Família pede indenização de R$ 370 mil após declarações ofensivas sobre os orixás e religiões de matriz africana
A dor da perda virou combustível para a luta contra o preconceito. O cantor e compositor Gilberto Gil e sua família ingressaram com uma ação de indenização por dano moral na Justiça do Rio de Janeiro contra o padre Danilo César de Souza Bezerra e a Mitra Diocesana de Campina Grande (PB). O processo pede indenização de R$ 370 mil, após o sacerdote proferir declarações consideradas intolerantes e discriminatórias em relação às religiões de matriz africana. O episódio ocorreu durante uma transmissão religiosa no dia 27 de julho deste ano, uma semana após o falecimento da cantora Preta Gil.
Durante a transmissão, o padre comentou o luto da família Gil de forma considerada desrespeitosa, questionando a fé da artista e de seu pai, um dos principais símbolos da música e da cultura afro-brasileira. “Cadê o poder desses orixás, que não ressuscitou Preta Gil?”, teria dito o religioso, em tom de deboche, colocando em dúvida a eficácia das divindades do candomblé. Em seguida, o sacerdote teria classificado outras religiões como “forças ocultas”, além de afirmar que desejava que “o diabo levasse” seus praticantes, insinuando que acordariam no “calor do inferno”. Para a família, as declarações extrapolam o limite da liberdade religiosa e configuram um ataque frontal à diversidade de fé e ao respeito constitucional às crenças.
Silêncio e investigação
Segundo os advogados de Gilberto Gil, o padre e a Diocese foram notificados extrajudicialmente em agosto de 2025, com exigência de retratação pública e de abertura de processo interno na Igreja Católica para apuração da conduta do sacerdote.
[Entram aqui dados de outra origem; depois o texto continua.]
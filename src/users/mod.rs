use crate::state::AppState;
use axum::Router;

mod dto;
pub mod handlers;
#[cfg(test)]
pub(crate) mod memory;
mod password;
pub mod repo;
pub mod repo_types;
mod services;

pub fn router() -> Router<AppState> {
    Router::new().merge(handlers::user_routes())
}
No entanto, até o momento, nenhuma resposta foi dada. Diante do silêncio, a família decidiu recorrer ao Judiciário para buscar uma reparação moral e simbólica, que sirva também como alerta contra o avanço de discursos de ódio disfarçados de pregação religiosa. A ação se soma a um inquérito policial já em andamento, que investiga o padre por racismo religioso, crime previsto em lei e sujeito a pena de reclusão.
Para os representantes legais da família, a iniciativa de Gilberto Gil tem caráter exemplar e educativo, com o objetivo de reafirmar que a liberdade de crença não deve ser confundida com o direito de ofender. “A fala do padre atinge não apenas Gil e sua família, mas milhões de brasileiros que professam religiões de matriz africana”, afirmam os advogados. O artista, que há décadas defende o diálogo entre culturas e credos, vê no caso mais uma oportunidade de transformar dor em resistência; um gesto coerente com a trajetória de quem sempre usou a arte e a palavra para lutar contra o preconceito.